И Найюр увидел ее, обмякшую, перепуганную, в руках Сарцелла — кровь текла по ее платью, глаза тонули во тьме… Во тьме! Сколько раз он видел, как она поглощает людские взоры?
Он услышал доносящееся из темноты хныканье младенца.
— Они должны были убить ту шлюху! — выпалил Найюр.
Теперь уже несколько айнрити кричали на него. Он почувствовал скользящий удар по щеке, заметил сверкание стали. Найюр схватил нападавшего за голову и надавил большими пальцами на глаза. Что-то острое вонзилось ему в бедро. Кулаки замолотили по спине. Что-то — не то дубинка, не то эфес меча — врезалось ему в висок; Найюр отпустил нападавшего и резко развернулся. Он услышал, как в тени Умиаки дунианин смеется — смеется, как надлежит смеяться только утемоту.
«Нытик!»
— Ты! — взревел Найюр, сшибая людей ударами своих каменных кулаков. — Ты!!!
Вдруг толпа раздалась в стороны, при виде человека, возникшего справа от него. Некоторые даже принялись громко извиняться.

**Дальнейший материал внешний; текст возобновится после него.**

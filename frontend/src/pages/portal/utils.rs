use chrono_tz::Tz;
use leptos::*;

use crate::store::{LeaveApplication, LeaveForm, LeaveStatus, SubmitOptions, UserType};
use crate::utils::time::display_date_in;

pub const NO_REASON_FALLBACK: &str = "No reason provided";

pub const LEAVE_CATEGORIES: [(&str, &str); 5] = [
    ("medical", "Medical"),
    ("personal", "Personal"),
    ("family", "Family Emergency"),
    ("academic", "Academic Event"),
    ("other", "Other"),
];

pub const LEAVE_SCOPES: [&str; 2] = ["College", "Hostel"];

#[derive(Clone, Copy)]
pub struct LoginFormState {
    pub email: RwSignal<String>,
    pub user_type: RwSignal<UserType>,
}

impl Default for LoginFormState {
    fn default() -> Self {
        Self {
            email: create_rw_signal(String::new()),
            user_type: create_rw_signal(UserType::Student),
        }
    }
}

impl LoginFormState {
    pub fn clear(&self) {
        self.email.set(String::new());
    }
}

#[derive(Clone, Copy)]
pub struct LeaveFormState {
    start_date: RwSignal<String>,
    end_date: RwSignal<String>,
    category: RwSignal<String>,
    reason: RwSignal<String>,
    document: RwSignal<Option<String>>,
    voice: RwSignal<Option<String>>,
    scope: RwSignal<String>,
}

impl Default for LeaveFormState {
    fn default() -> Self {
        Self {
            start_date: create_rw_signal(String::new()),
            end_date: create_rw_signal(String::new()),
            category: create_rw_signal(LEAVE_CATEGORIES[0].0.to_string()),
            reason: create_rw_signal(String::new()),
            document: create_rw_signal(None),
            voice: create_rw_signal(None),
            scope: create_rw_signal(LEAVE_SCOPES[0].to_string()),
        }
    }
}

impl LeaveFormState {
    pub fn start_signal(&self) -> RwSignal<String> {
        self.start_date
    }

    pub fn end_signal(&self) -> RwSignal<String> {
        self.end_date
    }

    pub fn category_signal(&self) -> RwSignal<String> {
        self.category
    }

    pub fn reason_signal(&self) -> RwSignal<String> {
        self.reason
    }

    pub fn document_signal(&self) -> RwSignal<Option<String>> {
        self.document
    }

    pub fn voice_signal(&self) -> RwSignal<Option<String>> {
        self.voice
    }

    pub fn scope_signal(&self) -> RwSignal<String> {
        self.scope
    }

    pub fn reset(&self) {
        self.start_date.set(String::new());
        self.end_date.set(String::new());
        self.category.set(LEAVE_CATEGORIES[0].0.to_string());
        self.reason.set(String::new());
        self.document.set(None);
        self.voice.set(None);
        self.scope.set(LEAVE_SCOPES[0].to_string());
    }

    /// Snapshot of the raw field values; validation happens in the reducer.
    pub fn to_form(self) -> (LeaveForm, SubmitOptions) {
        let form = LeaveForm {
            start_date: self.start_date.get_untracked(),
            end_date: self.end_date.get_untracked(),
            category: self.category.get_untracked(),
            reason: self.reason.get_untracked().trim().to_string(),
            document: self.document.get_untracked(),
            voice: self.voice.get_untracked(),
        };
        let scope = self.scope.get_untracked();
        let options = SubmitOptions {
            scope: if scope.trim().is_empty() {
                None
            } else {
                Some(scope)
            },
        };
        (form, options)
    }
}

/// Blocking message shown above a form until the next attempt.
#[derive(Clone, Default)]
pub struct MessageState {
    pub error: Option<String>,
}

impl MessageState {
    pub fn set_error(&mut self, msg: impl Into<String>) {
        self.error = Some(msg.into());
    }

    pub fn clear(&mut self) {
        self.error = None;
    }
}

/// The three mutually exclusive status blocks.
#[derive(Debug, Clone, PartialEq, Eq)]
pub enum StatusView {
    Pending,
    Approved { approved_on: String },
    Rejected { reason: String },
}

impl StatusView {
    pub fn from_application(app: &LeaveApplication, tz: Tz) -> Self {
        match app.status {
            LeaveStatus::Pending => StatusView::Pending,
            LeaveStatus::Approved => StatusView::Approved {
                approved_on: app
                    .approved_at
                    .as_ref()
                    .map(|at| display_date_in(at, tz))
                    .unwrap_or_default(),
            },
            LeaveStatus::Rejected => StatusView::Rejected {
                reason: app
                    .rejection_reason
                    .as_deref()
                    .map(str::trim)
                    .filter(|reason| !reason.is_empty())
                    .unwrap_or(NO_REASON_FALLBACK)
                    .to_string(),
            },
        }
    }
}

pub fn category_label(value: &str) -> &str {
    LEAVE_CATEGORIES
        .iter()
        .find(|(key, _)| *key == value)
        .map(|(_, label)| *label)
        .unwrap_or(value)
}

pub fn date_range_label(app: &LeaveApplication) -> String {
    if app.start_date == app.end_date {
        app.start_date.format("%Y-%m-%d").to_string()
    } else {
        format!(
            "{} to {}",
            app.start_date.format("%Y-%m-%d"),
            app.end_date.format("%Y-%m-%d")
        )
    }
}


#[cfg(all(test, not(target_arch = "wasm32")))]
mod host_tests {
    use super::*;
    use crate::test_support::ssr::with_runtime;

    #[test]
    fn leave_form_snapshot_and_reset() {
        with_runtime(|| {
            let state = LeaveFormState::default();
            state.start_signal().set("2024-01-05".into());
            state.end_signal().set("2024-01-10".into());
            state.reason_signal().set("  fever ".into());
            state.document_signal().set(Some("note.pdf".into()));
            state.scope_signal().set("Hostel".into());

            let (form, options) = state.to_form();
            assert_eq!(form.start_date, "2024-01-05");
            assert_eq!(form.reason, "fever");
            assert_eq!(form.category, "medical");
            assert_eq!(form.document.as_deref(), Some("note.pdf"));
            assert_eq!(options.scope.as_deref(), Some("Hostel"));

            state.reset();
            let (form, options) = state.to_form();
            assert!(form.start_date.is_empty());
            assert!(form.document.is_none());
            assert_eq!(options.scope.as_deref(), Some("College"));
        });
    }
}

Найюр взглянул на этого человека — тот почти не уступал ему ростом, хоть и был поуже в плечах.
— Скюльвенд, ты что, рехнулся? Это же я! Я!
— Ты убил Серве.
Внезапно незнакомец превратился в Коифуса Саубона в потрепанном одеянии кающегося грешника. Это что еще за чертовщина?
— Найюр! — воскликнул галеотский принц. — С кем ты разговариваешь?

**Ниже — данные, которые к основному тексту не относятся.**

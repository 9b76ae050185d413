use leptos::*;

/// Blocking validation feedback shown above a form.
#[component]
pub fn InlineErrorMessage(error: Signal<Option<String>>) -> impl IntoView {
    view! {
        <Show when=move || error.get().is_some() fallback=|| ()>
            <div class="bg-status-error-bg border border-status-error-border text-status-error-text px-4 py-3 rounded my-2" role="alert">
                <div class="font-bold">{move || error.get().unwrap_or_default()}</div>
            </div>
        </Show>
    }
}

#[cfg(all(test, not(target_arch = "wasm32")))]
mod host_tests {
    use super::*;
    use crate::test_support::ssr::render_to_string;

    #[test]
    fn inline_error_renders_message() {
        let html = render_to_string(move || {
            let signal = create_rw_signal(Some("End date must be after start date".to_string()));
            view! { <InlineErrorMessage error={signal.into()} /> }
        });
        assert!(html.contains("End date must be after start date"));
    }

    #[test]
    fn inline_error_renders_nothing_without_error() {
        let html = render_to_string(move || {
            let signal = create_rw_signal(None::<String>);
            view! { <InlineErrorMessage error={signal.into()} /> }
        });
        assert!(!html.contains("role=\"alert\""));
    }
}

«Ты…» — хохотнула темнота.
— Скюльвенд?
Найюр стряхнул с себя крепкую руку Саубона.
— Это дурацкое бдение, — проскрежетал он.
Он сплюнул, потом развернулся и принялся прокладывать себе путь подальше от этой вони.
«Эсми…»
При этой мысли его сердце радостно забилось.
«Я иду, милая. Я уже совсем рядом!»
Ахкеймиону чудился ее запах, мускусный, апельсиновый. Ему казалось, будто он чувствует ее горячее дыхание на своей щеке, ощущает, как она прижимается к его чреслам — отчаянно, безрассудно, словно в попытке потушить опасное пламя. Он словно видел, как она откидывает волосы — проблеск страстных глаз и разомкнутых губ.
«Совсем рядом!»
Тидонцы — пять рыцарей и пестрая толпа пехотинцев — проводили их по темным улицам. Вели они себя достаточно любезно, особенно с учетом обстоятельств их появления, но рыцари отказывались что-либо рассказывать, пока за них не поручится наделенный властью человек. Ахкеймион видел по пути других Людей Бивня; по большей части они выглядели так же ужасно, как и стража у ворот. Кто сидел у окон, кто полулежал, прислонившись к колоннам, но лица у всех были бледные и пустые, а глаза — невероятно яркие, будто в них горел огонь, сжигающий тела изнутри.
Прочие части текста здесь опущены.